◆ Exercise
From the line containing "assert!(progress(pair[0]) < progress(pair[1]));" through the final line of the records, reproduce every line exactly.

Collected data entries
################
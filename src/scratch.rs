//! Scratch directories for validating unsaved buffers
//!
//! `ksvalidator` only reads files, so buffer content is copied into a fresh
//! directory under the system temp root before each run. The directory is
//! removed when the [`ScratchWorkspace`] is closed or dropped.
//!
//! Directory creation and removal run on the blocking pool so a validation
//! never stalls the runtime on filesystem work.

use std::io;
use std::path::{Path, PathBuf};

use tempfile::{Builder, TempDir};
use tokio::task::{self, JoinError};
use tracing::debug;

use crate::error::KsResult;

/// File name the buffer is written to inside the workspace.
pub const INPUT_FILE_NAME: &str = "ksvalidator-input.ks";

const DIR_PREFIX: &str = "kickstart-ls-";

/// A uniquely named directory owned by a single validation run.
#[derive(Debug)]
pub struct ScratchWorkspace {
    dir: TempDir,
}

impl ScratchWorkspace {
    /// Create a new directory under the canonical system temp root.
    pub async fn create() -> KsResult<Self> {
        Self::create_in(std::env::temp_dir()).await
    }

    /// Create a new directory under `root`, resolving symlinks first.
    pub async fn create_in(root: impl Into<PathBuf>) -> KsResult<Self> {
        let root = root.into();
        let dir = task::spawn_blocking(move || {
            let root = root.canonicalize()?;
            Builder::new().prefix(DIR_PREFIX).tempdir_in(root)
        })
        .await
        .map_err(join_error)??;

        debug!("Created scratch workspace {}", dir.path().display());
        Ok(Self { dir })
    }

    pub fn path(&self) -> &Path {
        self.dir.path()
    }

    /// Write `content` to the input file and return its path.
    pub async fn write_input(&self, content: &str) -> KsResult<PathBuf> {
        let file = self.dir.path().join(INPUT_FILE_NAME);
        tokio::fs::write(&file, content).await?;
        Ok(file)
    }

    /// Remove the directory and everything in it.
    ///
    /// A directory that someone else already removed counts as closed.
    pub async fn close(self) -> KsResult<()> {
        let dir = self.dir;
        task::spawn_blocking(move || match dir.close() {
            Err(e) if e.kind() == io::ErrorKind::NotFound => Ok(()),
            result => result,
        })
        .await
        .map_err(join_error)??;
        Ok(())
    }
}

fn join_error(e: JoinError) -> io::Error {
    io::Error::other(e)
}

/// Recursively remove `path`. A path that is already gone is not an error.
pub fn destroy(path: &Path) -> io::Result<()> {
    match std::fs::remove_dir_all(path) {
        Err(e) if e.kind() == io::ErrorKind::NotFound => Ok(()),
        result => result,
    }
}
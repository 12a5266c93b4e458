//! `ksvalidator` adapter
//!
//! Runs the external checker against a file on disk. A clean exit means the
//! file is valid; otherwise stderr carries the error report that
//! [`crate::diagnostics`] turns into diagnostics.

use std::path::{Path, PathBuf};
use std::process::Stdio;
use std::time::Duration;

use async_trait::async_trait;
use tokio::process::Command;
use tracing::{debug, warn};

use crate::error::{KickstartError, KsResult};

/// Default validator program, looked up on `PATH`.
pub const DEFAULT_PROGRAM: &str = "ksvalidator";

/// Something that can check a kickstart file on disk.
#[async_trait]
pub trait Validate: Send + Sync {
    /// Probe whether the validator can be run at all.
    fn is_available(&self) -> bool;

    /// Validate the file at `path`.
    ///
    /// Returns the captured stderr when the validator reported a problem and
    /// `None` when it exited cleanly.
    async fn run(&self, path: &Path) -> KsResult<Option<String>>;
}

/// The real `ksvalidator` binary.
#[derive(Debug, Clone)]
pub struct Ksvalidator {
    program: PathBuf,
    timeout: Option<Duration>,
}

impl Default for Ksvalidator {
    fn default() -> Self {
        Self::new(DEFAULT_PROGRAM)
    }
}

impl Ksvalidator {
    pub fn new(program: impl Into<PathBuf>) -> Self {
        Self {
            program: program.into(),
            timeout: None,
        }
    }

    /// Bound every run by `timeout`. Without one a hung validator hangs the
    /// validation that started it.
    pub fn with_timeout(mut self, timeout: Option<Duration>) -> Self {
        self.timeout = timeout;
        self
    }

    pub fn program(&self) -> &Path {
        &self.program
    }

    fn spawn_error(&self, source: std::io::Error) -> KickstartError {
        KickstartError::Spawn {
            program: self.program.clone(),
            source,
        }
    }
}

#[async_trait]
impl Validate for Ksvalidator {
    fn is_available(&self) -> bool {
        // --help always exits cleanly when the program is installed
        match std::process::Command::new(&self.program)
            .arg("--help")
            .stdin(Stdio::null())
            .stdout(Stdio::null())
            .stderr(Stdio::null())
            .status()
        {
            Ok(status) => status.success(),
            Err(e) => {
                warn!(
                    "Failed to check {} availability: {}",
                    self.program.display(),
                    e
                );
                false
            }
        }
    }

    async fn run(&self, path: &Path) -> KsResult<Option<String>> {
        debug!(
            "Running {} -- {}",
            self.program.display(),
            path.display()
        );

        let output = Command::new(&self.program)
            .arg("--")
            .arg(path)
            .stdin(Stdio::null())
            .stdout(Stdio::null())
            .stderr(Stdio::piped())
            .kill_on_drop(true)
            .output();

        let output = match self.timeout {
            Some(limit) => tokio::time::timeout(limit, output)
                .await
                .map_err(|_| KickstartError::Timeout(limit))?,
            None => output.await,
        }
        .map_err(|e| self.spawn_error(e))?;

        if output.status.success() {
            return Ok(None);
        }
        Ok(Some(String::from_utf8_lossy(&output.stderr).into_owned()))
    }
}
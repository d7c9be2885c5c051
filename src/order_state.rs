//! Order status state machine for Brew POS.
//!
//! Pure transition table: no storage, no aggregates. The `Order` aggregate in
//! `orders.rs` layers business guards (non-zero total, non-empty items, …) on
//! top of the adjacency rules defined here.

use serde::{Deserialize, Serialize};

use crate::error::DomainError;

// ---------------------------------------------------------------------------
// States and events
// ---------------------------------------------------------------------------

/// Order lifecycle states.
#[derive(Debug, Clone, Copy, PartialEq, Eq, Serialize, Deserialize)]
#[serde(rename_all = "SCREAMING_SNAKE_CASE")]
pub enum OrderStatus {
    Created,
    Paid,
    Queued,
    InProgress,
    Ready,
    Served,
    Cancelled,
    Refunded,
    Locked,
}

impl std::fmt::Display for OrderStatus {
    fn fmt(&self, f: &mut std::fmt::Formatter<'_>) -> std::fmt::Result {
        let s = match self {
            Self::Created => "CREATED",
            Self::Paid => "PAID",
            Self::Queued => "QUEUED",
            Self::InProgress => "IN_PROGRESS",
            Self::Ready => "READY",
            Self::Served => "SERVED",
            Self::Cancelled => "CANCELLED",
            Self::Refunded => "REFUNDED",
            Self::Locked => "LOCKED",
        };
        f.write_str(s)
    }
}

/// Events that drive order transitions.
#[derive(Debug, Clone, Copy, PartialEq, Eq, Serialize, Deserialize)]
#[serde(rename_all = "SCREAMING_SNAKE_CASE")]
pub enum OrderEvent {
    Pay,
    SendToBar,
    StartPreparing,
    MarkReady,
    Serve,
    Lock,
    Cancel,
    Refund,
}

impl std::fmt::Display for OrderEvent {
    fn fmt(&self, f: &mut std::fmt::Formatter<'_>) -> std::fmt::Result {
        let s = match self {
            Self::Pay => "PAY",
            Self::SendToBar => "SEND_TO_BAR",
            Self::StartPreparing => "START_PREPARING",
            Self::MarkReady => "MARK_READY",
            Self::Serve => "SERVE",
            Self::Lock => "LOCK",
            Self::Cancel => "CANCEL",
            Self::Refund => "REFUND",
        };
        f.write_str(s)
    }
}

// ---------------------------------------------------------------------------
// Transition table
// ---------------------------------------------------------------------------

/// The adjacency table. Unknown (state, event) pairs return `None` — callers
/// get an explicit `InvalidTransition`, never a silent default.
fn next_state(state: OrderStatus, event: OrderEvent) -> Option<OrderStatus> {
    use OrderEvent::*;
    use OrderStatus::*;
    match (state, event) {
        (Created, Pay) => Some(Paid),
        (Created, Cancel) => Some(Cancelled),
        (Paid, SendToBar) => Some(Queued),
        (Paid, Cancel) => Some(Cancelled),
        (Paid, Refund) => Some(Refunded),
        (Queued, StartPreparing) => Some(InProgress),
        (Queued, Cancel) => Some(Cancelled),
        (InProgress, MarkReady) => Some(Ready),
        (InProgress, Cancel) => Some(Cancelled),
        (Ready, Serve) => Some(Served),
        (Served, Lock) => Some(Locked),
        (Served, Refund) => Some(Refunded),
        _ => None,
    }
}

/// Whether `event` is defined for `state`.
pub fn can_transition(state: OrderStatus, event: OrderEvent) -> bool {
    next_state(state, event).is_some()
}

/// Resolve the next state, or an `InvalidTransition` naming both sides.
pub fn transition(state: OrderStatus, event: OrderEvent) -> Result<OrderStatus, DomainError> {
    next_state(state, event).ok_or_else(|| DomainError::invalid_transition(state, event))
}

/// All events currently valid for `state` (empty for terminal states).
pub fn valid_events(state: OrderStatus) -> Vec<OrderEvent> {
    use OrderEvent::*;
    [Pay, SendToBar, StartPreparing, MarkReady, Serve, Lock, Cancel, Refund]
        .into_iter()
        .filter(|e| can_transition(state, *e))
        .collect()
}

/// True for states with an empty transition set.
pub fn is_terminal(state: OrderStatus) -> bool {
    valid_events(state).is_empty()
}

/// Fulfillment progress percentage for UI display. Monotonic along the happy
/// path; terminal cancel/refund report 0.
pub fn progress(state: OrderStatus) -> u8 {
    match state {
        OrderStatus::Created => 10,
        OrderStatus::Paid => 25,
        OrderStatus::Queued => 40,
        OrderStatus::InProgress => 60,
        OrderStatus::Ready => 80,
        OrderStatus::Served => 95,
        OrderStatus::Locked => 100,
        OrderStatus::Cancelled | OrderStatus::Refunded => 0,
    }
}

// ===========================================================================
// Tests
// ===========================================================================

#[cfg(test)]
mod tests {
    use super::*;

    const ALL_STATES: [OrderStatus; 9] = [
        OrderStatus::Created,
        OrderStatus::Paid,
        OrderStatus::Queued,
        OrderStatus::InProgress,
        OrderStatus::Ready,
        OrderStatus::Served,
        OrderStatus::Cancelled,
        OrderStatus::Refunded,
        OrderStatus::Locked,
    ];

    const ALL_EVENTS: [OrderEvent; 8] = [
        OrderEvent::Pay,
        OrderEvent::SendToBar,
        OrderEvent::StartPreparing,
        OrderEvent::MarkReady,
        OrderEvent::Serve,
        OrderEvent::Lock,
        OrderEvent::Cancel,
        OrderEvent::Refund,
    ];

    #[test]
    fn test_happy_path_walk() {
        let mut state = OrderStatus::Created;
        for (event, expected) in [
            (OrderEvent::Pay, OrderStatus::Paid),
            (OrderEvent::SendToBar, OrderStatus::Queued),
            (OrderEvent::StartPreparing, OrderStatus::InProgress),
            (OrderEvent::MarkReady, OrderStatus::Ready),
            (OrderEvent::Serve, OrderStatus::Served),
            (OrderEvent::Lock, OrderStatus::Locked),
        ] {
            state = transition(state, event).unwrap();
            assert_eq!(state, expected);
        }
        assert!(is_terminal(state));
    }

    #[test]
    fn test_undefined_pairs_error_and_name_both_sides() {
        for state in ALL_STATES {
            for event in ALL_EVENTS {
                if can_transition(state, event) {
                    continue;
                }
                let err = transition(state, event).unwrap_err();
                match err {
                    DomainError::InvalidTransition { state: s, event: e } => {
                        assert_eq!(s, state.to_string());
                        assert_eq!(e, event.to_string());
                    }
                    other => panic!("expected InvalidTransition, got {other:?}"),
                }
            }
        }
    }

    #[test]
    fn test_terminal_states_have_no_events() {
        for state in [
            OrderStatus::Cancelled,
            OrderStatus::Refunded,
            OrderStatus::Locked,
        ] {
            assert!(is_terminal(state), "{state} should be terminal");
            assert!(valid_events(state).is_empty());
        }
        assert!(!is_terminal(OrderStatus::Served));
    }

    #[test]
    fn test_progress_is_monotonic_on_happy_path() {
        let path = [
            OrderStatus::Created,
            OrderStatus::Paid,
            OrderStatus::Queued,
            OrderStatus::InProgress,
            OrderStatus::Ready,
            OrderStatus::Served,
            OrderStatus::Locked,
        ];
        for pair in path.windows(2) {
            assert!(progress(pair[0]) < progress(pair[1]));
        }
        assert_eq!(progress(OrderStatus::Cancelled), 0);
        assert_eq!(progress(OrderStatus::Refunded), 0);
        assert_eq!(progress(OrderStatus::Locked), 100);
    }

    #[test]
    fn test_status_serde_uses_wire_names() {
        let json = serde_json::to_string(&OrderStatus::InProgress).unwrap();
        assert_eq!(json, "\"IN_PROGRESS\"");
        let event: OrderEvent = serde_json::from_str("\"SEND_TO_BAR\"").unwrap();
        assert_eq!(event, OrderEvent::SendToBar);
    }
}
################
◆ Answer space
            assert!(progress(pair[0]) < progress(pair[1]));
        }
        assert_eq!(progress(OrderStatus::Cancelled), 0);
        assert_eq!(progress(OrderStatus::Refunded), 0);
        assert_eq!(progress(OrderStatus::Locked), 100);
    }

    #[test]
    fn test_status_serde_uses_wire_names() {
        let json = serde_json::to_string(&OrderStatus::InProgress).unwrap();
        assert_eq!(json, "\"IN_PROGRESS\"");
        let event: OrderEvent = serde_json::from_str("\"SEND_TO_BAR\"").unwrap();
        assert_eq!(event, OrderEvent::SendToBar);
    }
}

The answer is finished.